Her yıl 'Dünya kadınlar günü' kutlanıyor. Ben böyle bir günün varlığını bile reddediyorum. Neden mi. Dünya kadınlar gününde ezilmiş, törelerin gelenek ve göreneklerin esareti altına alınmış kadınların kurtuluşu için verilmiyor mücadele. Yine sırtı kalın, karnı tok, gelenek ve görenekleri silip atmış, Kendi özgürlüğünü kazanmış v.s kadınların bir araya gelerek eğlenceler düzenlemesi, açıklamalar yapması beni asla ama asla doyurmuyor ve yaptıkları hiç bir şey beni inandıramıyor. Yalnızca 'bak buda burada var, ismim olsun yeter' mantığından dışarı çıkmayan kadınların toplandığı platform olarak görüyorum böyle bir günü.
Bana göre dünya kadınlar günü dendiğinde 'kadınların kurtarılışı' aklıma gelmeli. ama benim akıma her gün biraz daha hem de hemcinslerimiz tarafından biraz daha karanlığa itilişimizi görmenin acısını her 8 mart da tekrar tekrar yaşıyorum.
Öyleyse ne yapmalıyız. Bizler, yani kadınlar 'ATATÜRK'ÜN bizlere vermiş olduğu haklarımızı kullanmayı öğrenmeliyiz.
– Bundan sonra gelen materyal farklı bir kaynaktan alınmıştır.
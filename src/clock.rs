//! Clock abstractions used by circuit breakers, metrics, and retry budgets.

use chrono::{DateTime, TimeDelta, Utc};
use std::sync::atomic::{AtomicU64, Ordering};
use std::sync::Arc;
use std::time::{SystemTime, UNIX_EPOCH};

/// Clock abstraction so timing can be faked in tests.
///
/// `now_millis` drives rolling windows and probe deadlines; `now_utc` stamps
/// attempt records and hourly buckets. The two views must advance together.
pub trait Clock: Send + Sync + std::fmt::Debug {
    fn now_millis(&self) -> u64;
    fn now_utc(&self) -> DateTime<Utc>;
}

/// Wall clock backed by the system time.
#[derive(Debug, Clone, Copy, Default)]
pub struct SystemClock;

impl Clock for SystemClock {
    fn now_millis(&self) -> u64 {
        SystemTime::now()
            .duration_since(UNIX_EPOCH)
            .map(|d| d.as_millis() as u64)
            .unwrap_or(0)
    }

    fn now_utc(&self) -> DateTime<Utc> {
        Utc::now()
    }
}

/// Manually advanced clock for deterministic tests.
///
/// Both views share one offset, so advancing the clock moves breaker probe
/// deadlines and metrics bucket boundaries in lockstep.
#[derive(Debug, Clone)]
pub struct ManualClock {
    epoch: DateTime<Utc>,
    offset_millis: Arc<AtomicU64>,
}

impl ManualClock {
    pub fn new(epoch: DateTime<Utc>) -> Self {
        Self { epoch, offset_millis: Arc::new(AtomicU64::new(0)) }
    }

    /// Advance the clock by the given number of milliseconds.
    pub fn advance(&self, millis: u64) {
        self.offset_millis.fetch_add(millis, Ordering::SeqCst);
    }
}

impl Default for ManualClock {
    fn default() -> Self {
        Self::new(Utc::now())
    }
}

impl Clock for ManualClock {
    fn now_millis(&self) -> u64 {
        let base = self.epoch.timestamp_millis().max(0) as u64;
        base + self.offset_millis.load(Ordering::SeqCst)
    }

    fn now_utc(&self) -> DateTime<Utc> {
        let offset = self.offset_millis.load(Ordering::SeqCst);
        self.epoch + TimeDelta::milliseconds(offset as i64)
    }
}

#[cfg(test)]
mod tests {
    use super::*;

    #[test]
    fn system_clock_views_agree() {
        let clock = SystemClock;
        let millis = clock.now_millis();
        let utc_millis = clock.now_utc().timestamp_millis() as u64;
        // Sampled a moment apart, the two views stay within a second.
        assert!(utc_millis.abs_diff(millis) < 1_000);
    }

    #[test]
    fn manual_clock_advances_both_views() {
        let clock = ManualClock::default();
        let m0 = clock.now_millis();
        let t0 = clock.now_utc();

        clock.advance(90_000);

        assert_eq!(clock.now_millis() - m0, 90_000);
        assert_eq!((clock.now_utc() - t0).num_milliseconds(), 90_000);
    }

    #[test]
    fn manual_clock_clones_share_time() {
        let clock = ManualClock::default();
        let other = clock.clone();
        clock.advance(500);
        assert_eq!(other.now_millis(), clock.now_millis());
    }
}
Erkeğin bir adım gerisinden değil onun ile yan yana kol kola yürümeliyiz. İş alanlarında ve yönetimde onlarla eşit haklara sahip olabilmek için çok daha fazla çalışmak değil onlarla eşit saatlerde çalışıp haklarımızı almayı bilmeliyiz.
Bizler kadınız ve kendi gücümüzün ne olduğunu bizlere unutturmaya çalışan
örümcekleşmiş beyinlere dersini verircesine unutmadığımızı göstermeliyiz.. Yalnız 8 martlarda değil yılın her gününde haklarımızı gasp edenlere hep birlikte bayrak açmalıyız. Başka da kurtuluşumuz yok.
Sevgili Nurten, 'Türkiye’de kadın olmak çok zor hele de bedensel engelli kadın isen çok daha zor ' demişsiniz. Evet Türkiye de kadın olmak çok zor hele de engelli bir kadın isen çok daha zor. Çünkü bizlerin bedenlerinde hiç bir özür yok iken toplum olarak kadını ve erkeği ile beyinsel özürlüyüz. Düşünmesini, yargılamasını, sorgulamasını, haklarımızı elimizden alanlara karşı direnmesini bilmeyen, günü birlik yaşayan ve gününü kurtarmaya çalışan bir toplum olduk. Sorarım size En büyük özür bu değil midir? 'Düşünmemek'
Keşke bu özrümüzü kaldırabilsek ortadan da yeniden kendi benliğimizi bulabilsek.
Arkadaşlarım bana yine ' umutsuz olmayın Türkan hanım' diyecek ama umut için ne kaldı elimizde. ben göremiyorum gören varsa da lütfen açıklasın.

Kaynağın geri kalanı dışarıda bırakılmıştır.